What you have to do:
Read through the data below and state how many of its lines contain the word "tentative", adding nothing.

Record set:

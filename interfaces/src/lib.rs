//! Sample Source and Gain Control Interfaces
//! 
//! This crate defines the collaborators the synchronization engine pulls samples
//! from and drives gain through, plus file and in-memory implementations of them.

pub mod sample_source;
pub mod file_source;
pub mod agc;

pub use agc::{AgcControl, GainStage, SharedGain};
pub use file_source::{FileSampleSource, SampleFormat};
pub use sample_source::{BufferedSampleSource, SampleSource};

use thiserror::Error;

/// Interface errors
#[derive(Error, Debug)]
pub enum InterfaceError {
    #[error("I/O error: {0}")]
    Io(#[from] std::io::Error),
    
    #[error("Invalid sample format: {0}")]
    InvalidFormat(String),
    
    #[error("End of sample stream")]
    EndOfStream,
    
    #[error("Interface not initialized")]
    NotInitialized,
    
    #[error("Invalid configuration: {0}")]
    InvalidConfig(String),
    
    #[error("Gain control unavailable: {0}")]
    GainControl(String),
    
    #[error("Sample generator failed: {0}")]
    Generator(#[source] Box<dyn std::error::Error + Send + Sync>),
}
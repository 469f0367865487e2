//! Category-Store Membership
//!
//! Set algebra over a category's store ids. Membership, not ownership: stores live in
//! the external store directory.

use std::collections::BTreeSet;

use serde::{Deserialize, Serialize};

use super::category::StoreId;

/// Union `ids` into `stores`, returning the ids that were not already members
pub fn union_stores(stores: &mut BTreeSet<StoreId>, ids: &[StoreId]) -> Vec<StoreId> {
    ids.iter()
        .filter(|id| stores.insert((*id).clone()))
        .cloned()
        .collect()
}

/// Remove `ids` from `stores`, returning the ids that were actually members
pub fn subtract_stores(stores: &mut BTreeSet<StoreId>, ids: &[StoreId]) -> Vec<StoreId> {
    ids.iter().filter(|id| stores.remove(*id)).cloned().collect()
}

/// Store reference rendered for display
#[derive(Debug, Clone, PartialEq, Eq, Serialize, Deserialize)]
pub struct StoreChip {
    pub id: StoreId,
    /// Directory display name, or the raw id when the directory has none
    pub label: String,
}
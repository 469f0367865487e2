//! Category Service
//!
//! Exposed operations over the category collection. Reads take a snapshot from the
//! repository and run the pure hierarchy engine over it; writes validate against the
//! snapshot, go through the repository's version check and forward an audit entry.

use std::collections::HashSet;
use std::sync::Arc;

use chrono::Utc;
use tokio::sync::{Mutex, MutexGuard};

use crate::config::{StoreValidation, ValidationConfig};
use crate::domain::{
    subtract_stores, union_stores, validate_parent, Audit, AuditAction, AuditEntry, CategoryId,
    CategoryPatch, CategoryRecord, DomainError, DomainResult, NewCategory, StoreChip, StoreId,
};
use crate::filter::{self, CategoryFilter};
use crate::hierarchy::{self, build_tree, CategoryIndex, IntegrityIssue, TreeNode};
use crate::repository::{AuditSink, CategoryRepository, StoreDirectory};
use crate::toggle::{self, CategoryStatus, LocalView, ToggleImpact};

use super::locks::KeyedLocks;

pub struct CategoryService<R, S, A> {
    repo: Arc<R>,
    stores: Arc<S>,
    audit: Arc<A>,
    config: ValidationConfig,
    locks: KeyedLocks<CategoryId>,
    /// Held across snapshot and write by every change to the parent links
    structure: Mutex<()>,
}

impl<R, S, A> CategoryService<R, S, A>
where
    R: CategoryRepository,
    S: StoreDirectory,
    A: AuditSink,
{
    pub fn new(repo: Arc<R>, stores: Arc<S>, audit: Arc<A>, config: ValidationConfig) -> Self {
        Self {
            repo,
            stores,
            audit,
            config,
            locks: KeyedLocks::new(),
            structure: Mutex::new(()),
        }
    }

    pub fn config(&self) -> &ValidationConfig {
        &self.config
    }

    // ========== Reads ==========

    pub async fn list_categories(&self, filter: &CategoryFilter) -> DomainResult<Vec<CategoryRecord>> {
        let snapshot = self.repo.list().await?;
        Ok(filter::apply(&snapshot, filter))
    }

    /// Forest of the filtered collection. Structural faults in the full collection are
    /// logged; the tree itself degrades instead of failing.
    pub async fn get_tree(&self, filter: &CategoryFilter) -> DomainResult<Vec<TreeNode>> {
        let snapshot = self.repo.list().await?;
        for issue in hierarchy::check_integrity(&snapshot) {
            log::warn!("Category hierarchy issue: {}", issue);
        }

        let visible = filter::apply(&snapshot, filter);
        Ok(build_tree(&visible))
    }

    pub async fn get_category(&self, id: CategoryId) -> DomainResult<CategoryRecord> {
        self.repo.get(id).await
    }

    /// Direct children in collection order; `None` lists the roots
    pub async fn get_children(&self, parent: Option<CategoryId>) -> DomainResult<Vec<CategoryRecord>> {
        let snapshot = self.repo.list().await?;
        if let Some(parent_id) = parent {
            if !CategoryIndex::new(&snapshot).contains(&parent_id) {
                return Err(DomainError::NotFound(parent_id));
            }
        }
        Ok(hierarchy::children_of(&snapshot, parent)
            .into_iter()
            .cloned()
            .collect())
    }

    pub async fn get_breadcrumb(&self, id: CategoryId) -> DomainResult<Vec<CategoryRecord>> {
        let snapshot = self.repo.list().await?;
        hierarchy::breadcrumb(&snapshot, id)
    }

    pub async fn get_descendant_ids(&self, id: CategoryId) -> DomainResult<HashSet<CategoryId>> {
        let snapshot = self.repo.list().await?;
        hierarchy::descendant_ids(&snapshot, id)
    }

    pub async fn toggle_impact(&self, id: CategoryId) -> DomainResult<ToggleImpact> {
        let snapshot = self.repo.list().await?;
        toggle::toggle_impact(&snapshot, id)
    }

    /// Store references with directory display names, falling back to the raw id
    pub async fn store_chips(&self, id: CategoryId) -> DomainResult<Vec<StoreChip>> {
        let record = self.repo.get(id).await?;
        let mut chips = Vec::with_capacity(record.stores.len());
        for store_id in record.stores {
            let label = self
                .stores
                .display_name(&store_id)
                .await?
                .unwrap_or_else(|| store_id.to_string());
            chips.push(StoreChip { id: store_id, label });
        }
        Ok(chips)
    }

    pub async fn check_integrity(&self) -> DomainResult<Vec<IntegrityIssue>> {
        let snapshot = self.repo.list().await?;
        Ok(hierarchy::check_integrity(&snapshot))
    }

    // ========== Writes ==========

    pub async fn create_category(&self, input: NewCategory) -> DomainResult<CategoryRecord> {
        let name = self.config.name_rules().normalize(&input.name)?;
        let _structure = self.lock_structure(input.parent_id.is_some()).await;
        let snapshot = self.repo.list().await?;

        let id = CategoryId::new();
        validate_parent(&snapshot, id, input.parent_id)?;
        self.validate_stores(&input.stores).await?;

        let now = Utc::now();
        let mut record = CategoryRecord::new(id, name, input.created_by.as_str());
        record.parent_id = input.parent_id;
        record.color = input.color;
        record.icon = input.icon;
        record.stores = input.stores.into_iter().collect();
        record.audit = Audit::new(input.created_by.as_str(), now);
        let entry = record.record_action(&input.created_by, AuditAction::Created, now);

        let saved = self.repo.create(&record).await?;
        log::info!("Created category {} ({})", saved.id, saved.name);
        self.forward_audit(saved.id, &entry).await;
        Ok(saved)
    }

    pub async fn update_category(
        &self,
        id: CategoryId,
        patch: CategoryPatch,
        actor: &str,
    ) -> DomainResult<CategoryRecord> {
        let _structure = self.lock_structure(patch.parent_id.is_some()).await;
        let _guard = self.locks.lock(&id).await;
        let snapshot = self.repo.list().await?;
        let current = CategoryIndex::new(&snapshot)
            .get(&id)
            .cloned()
            .ok_or(DomainError::NotFound(id))?;

        if let Some(expected) = patch.expected_version {
            if expected != current.version() {
                return Err(DomainError::ConcurrentModification {
                    id,
                    expected,
                    actual: current.version(),
                });
            }
        }
        if patch.is_empty() {
            return Ok(current);
        }

        let mut next = current;
        if let Some(name) = &patch.name {
            next.name = self.config.name_rules().normalize(name)?;
        }
        if let Some(parent) = patch.parent_id {
            validate_parent(&snapshot, id, parent)?;
            next.parent_id = parent;
        }
        if let Some(color) = patch.color {
            next.color = color;
        }
        if let Some(icon) = patch.icon {
            next.icon = icon;
        }

        self.write(next, actor, AuditAction::Updated).await
    }

    pub async fn toggle_status(&self, id: CategoryId, actor: &str) -> DomainResult<CategoryRecord> {
        let _guard = self.locks.lock(&id).await;
        let mut next = self.repo.get(id).await?;
        let status = CategoryStatus::of(&next).toggled();
        next.is_active = status.is_active();

        self.write(next, actor, status.audit_action()).await
    }

    /// Flip the status in `view` right away, then commit or roll back once the write settles
    pub async fn toggle_status_optimistic(
        &self,
        view: &mut LocalView,
        id: CategoryId,
        actor: &str,
    ) -> DomainResult<CategoryRecord> {
        let pending = view.begin_toggle(id)?;
        let result = self.toggle_status(id, actor).await;
        pending.resolve(view, result)
    }

    pub async fn add_stores_to_category(
        &self,
        id: CategoryId,
        store_ids: &[StoreId],
        actor: &str,
    ) -> DomainResult<CategoryRecord> {
        let _guard = self.locks.lock(&id).await;
        let mut next = self.repo.get(id).await?;
        self.validate_stores(store_ids).await?;

        let added = union_stores(&mut next.stores, store_ids);
        if added.is_empty() {
            log::debug!("Category {} already has every requested store", id);
            return Ok(next);
        }

        self.write(next, actor, AuditAction::StoresAdded(added)).await
    }

    pub async fn remove_stores_from_category(
        &self,
        id: CategoryId,
        store_ids: &[StoreId],
        actor: &str,
    ) -> DomainResult<CategoryRecord> {
        let _guard = self.locks.lock(&id).await;
        let mut next = self.repo.get(id).await?;

        let removed = subtract_stores(&mut next.stores, store_ids);
        if removed.is_empty() {
            log::debug!("Category {} has none of the stores to remove", id);
            return Ok(next);
        }

        self.write(next, actor, AuditAction::StoresRemoved(removed)).await
    }

    /// Hard delete. Categories that still have descendants are rejected.
    pub async fn delete_category(&self, id: CategoryId) -> DomainResult<()> {
        let _structure = self.lock_structure(true).await;
        let _guard = self.locks.lock(&id).await;
        let snapshot = self.repo.list().await?;

        let descendants = hierarchy::descendant_ids(&snapshot, id)?;
        if !descendants.is_empty() {
            return Err(DomainError::Conflict(format!(
                "Category {} still has {} descendant(s)",
                id,
                descendants.len()
            )));
        }

        self.repo.delete(id).await?;
        log::info!("Deleted category {}", id);
        Ok(())
    }

    // ========== Helpers ==========

    /// Parent-link changes are serialized tree-wide and taken before any per-id lock
    async fn lock_structure(&self, needed: bool) -> Option<MutexGuard<'_, ()>> {
        if needed {
            Some(self.structure.lock().await)
        } else {
            None
        }
    }

    async fn write(
        &self,
        mut next: CategoryRecord,
        actor: &str,
        action: AuditAction,
    ) -> DomainResult<CategoryRecord> {
        let entry = next.record_action(actor, action, Utc::now());
        let saved = self.repo.update(&next).await?;
        log::debug!("Category {} {} by {} (v{})", saved.id, entry.action, actor, saved.version());
        self.forward_audit(saved.id, &entry).await;
        Ok(saved)
    }

    async fn validate_stores(&self, store_ids: &[StoreId]) -> DomainResult<()> {
        if self.config.store_validation == StoreValidation::Lenient {
            return Ok(());
        }
        for store_id in store_ids {
            if !self.stores.exists(store_id).await? {
                return Err(DomainError::InvalidReference(store_id.clone()));
            }
        }
        Ok(())
    }

    async fn forward_audit(&self, id: CategoryId, entry: &AuditEntry) {
        if let Err(e) = self
            .audit
            .record(id, &entry.actor, &entry.action, entry.timestamp)
            .await
        {
            log::warn!("Failed to forward audit entry for category {}: {}", id, e);
        }
    }
}
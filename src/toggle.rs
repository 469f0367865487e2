//! Status Toggle Workflow
//!
//! Active/inactive state machine plus the optimistic two-phase protocol used by callers
//! that keep a local read model: apply the tentative state, then commit the confirmed
//! record or roll back to the prior state when the backing write fails.

use std::collections::{HashMap, HashSet};

use serde::{Deserialize, Serialize};

use crate::domain::{AuditAction, CategoryId, CategoryRecord, DomainError, DomainResult};
use crate::hierarchy::{descendant_ids, CategoryIndex};

#[derive(Debug, Clone, Copy, PartialEq, Eq, Serialize, Deserialize)]
#[serde(rename_all = "lowercase")]
pub enum CategoryStatus {
    Active,
    Inactive,
}

impl CategoryStatus {
    pub fn of(record: &CategoryRecord) -> Self {
        Self::from(record.is_active)
    }

    pub fn toggled(self) -> Self {
        match self {
            CategoryStatus::Active => CategoryStatus::Inactive,
            CategoryStatus::Inactive => CategoryStatus::Active,
        }
    }

    pub fn is_active(self) -> bool {
        self == CategoryStatus::Active
    }

    /// Audit action recorded when entering this state
    pub fn audit_action(self) -> AuditAction {
        match self {
            CategoryStatus::Active => AuditAction::Activated,
            CategoryStatus::Inactive => AuditAction::Deactivated,
        }
    }
}

impl From<bool> for CategoryStatus {
    fn from(is_active: bool) -> Self {
        if is_active {
            CategoryStatus::Active
        } else {
            CategoryStatus::Inactive
        }
    }
}

/// Caller-owned read model of the collection
#[derive(Debug, Clone, Default)]
pub struct LocalView {
    records: Vec<CategoryRecord>,
    positions: HashMap<CategoryId, usize>,
}

impl LocalView {
    pub fn new(records: Vec<CategoryRecord>) -> Self {
        let mut positions = HashMap::with_capacity(records.len());
        for (pos, record) in records.iter().enumerate() {
            positions.entry(record.id).or_insert(pos);
        }
        Self { records, positions }
    }

    pub fn records(&self) -> &[CategoryRecord] {
        &self.records
    }

    pub fn get(&self, id: &CategoryId) -> Option<&CategoryRecord> {
        self.positions.get(id).map(|&pos| &self.records[pos])
    }

    fn get_mut(&mut self, id: &CategoryId) -> DomainResult<&mut CategoryRecord> {
        let pos = *self.positions.get(id).ok_or(DomainError::NotFound(*id))?;
        Ok(&mut self.records[pos])
    }

    /// Replace a record, or append it when the view has not seen it yet
    pub fn upsert(&mut self, record: CategoryRecord) {
        match self.positions.get(&record.id) {
            Some(&pos) => self.records[pos] = record,
            None => {
                self.positions.insert(record.id, self.records.len());
                self.records.push(record);
            }
        }
    }

    /// Phase one: flip the local status immediately
    pub fn begin_toggle(&mut self, id: CategoryId) -> DomainResult<PendingToggle> {
        let record = self.get_mut(&id)?;
        let previous = CategoryStatus::of(record);
        let tentative = previous.toggled();
        record.is_active = tentative.is_active();
        Ok(PendingToggle {
            id,
            previous,
            tentative,
        })
    }
}

/// A tentative status change awaiting the backing write
#[must_use = "a pending toggle must be committed or rolled back"]
#[derive(Debug, Clone, PartialEq, Eq)]
pub struct PendingToggle {
    id: CategoryId,
    previous: CategoryStatus,
    tentative: CategoryStatus,
}

impl PendingToggle {
    pub fn id(&self) -> CategoryId {
        self.id
    }

    pub fn previous(&self) -> CategoryStatus {
        self.previous
    }

    pub fn tentative(&self) -> CategoryStatus {
        self.tentative
    }

    /// Phase two, success: adopt the record confirmed by the backing store
    pub fn commit(self, view: &mut LocalView, confirmed: CategoryRecord) {
        view.upsert(confirmed);
    }

    /// Phase two, failure: restore the pre-toggle state
    pub fn rollback(self, view: &mut LocalView) {
        if let Ok(record) = view.get_mut(&self.id) {
            record.is_active = self.previous.is_active();
        }
    }

    /// Commit on `Ok`, roll back on `Err`; the write result is passed through
    pub fn resolve(
        self,
        view: &mut LocalView,
        result: DomainResult<CategoryRecord>,
    ) -> DomainResult<CategoryRecord> {
        match result {
            Ok(confirmed) => {
                self.commit(view, confirmed.clone());
                Ok(confirmed)
            }
            Err(e) => {
                log::warn!("Reverting optimistic toggle of category {}: {}", self.id, e);
                self.rollback(view);
                Err(e)
            }
        }
    }
}

/// What toggling a category would touch, for deactivation warnings
#[derive(Debug, Clone, PartialEq, Eq, Serialize)]
pub struct ToggleImpact {
    pub id: CategoryId,
    pub next_status: CategoryStatus,
    pub descendant_ids: HashSet<CategoryId>,
    /// Descendants that are currently active
    pub active_descendants: usize,
}

pub fn toggle_impact(records: &[CategoryRecord], id: CategoryId) -> DomainResult<ToggleImpact> {
    let index = CategoryIndex::new(records);
    let record = index.get(&id).ok_or(DomainError::NotFound(id))?;
    let descendants = descendant_ids(records, id)?;
    let active_descendants = descendants
        .iter()
        .filter_map(|d| index.get(d))
        .filter(|r| r.is_active)
        .count();

    Ok(ToggleImpact {
        id,
        next_status: CategoryStatus::of(record).toggled(),
        descendant_ids: descendants,
        active_descendants,
    })
}
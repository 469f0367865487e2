//! Shelf Categories
//!
//! Category hierarchy management for a retail back office.
//!
//! Layered architecture:
//! - domain: Category entity, store membership and write-time validation
//! - hierarchy: Pure tree, ancestry, descendant and integrity views over a snapshot
//! - filter / toggle: List narrowing and the active/inactive workflow
//! - repository: Data access abstractions and implementations
//! - service: Validated, audited operations

use std::path::{Path, PathBuf};

pub mod config;
pub mod domain;
pub mod filter;
pub mod hierarchy;
pub mod repository;
pub mod service;
pub mod telemetry;
pub mod toggle;

pub use config::{Config, ConfigError, StoreValidation, ValidationConfig};
pub use domain::{CategoryId, CategoryPatch, CategoryRecord, DomainError, DomainResult, NewCategory, StoreId};
pub use repository::{init_db, DbState, SqliteCategoryRepository};
pub use service::CategoryService;

pub const DB_FILE: &str = "categories.db";

/// Database path inside a data directory, creating the directory if needed
pub fn db_path(data_dir: &Path) -> std::io::Result<PathBuf> {
    std::fs::create_dir_all(data_dir)?;
    Ok(data_dir.join(DB_FILE))
}

/// Open (and migrate) the SQLite category store under `data_dir`
pub async fn open_sqlite_repository(data_dir: &Path) -> DomainResult<SqliteCategoryRepository> {
    let path = db_path(data_dir).map_err(|e| DomainError::Repository(e.to_string()))?;
    let state = init_db(&path).await?;
    log::info!("Category database ready at {}", path.display());
    Ok(SqliteCategoryRepository::new(state.conn))
}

Task solution:
8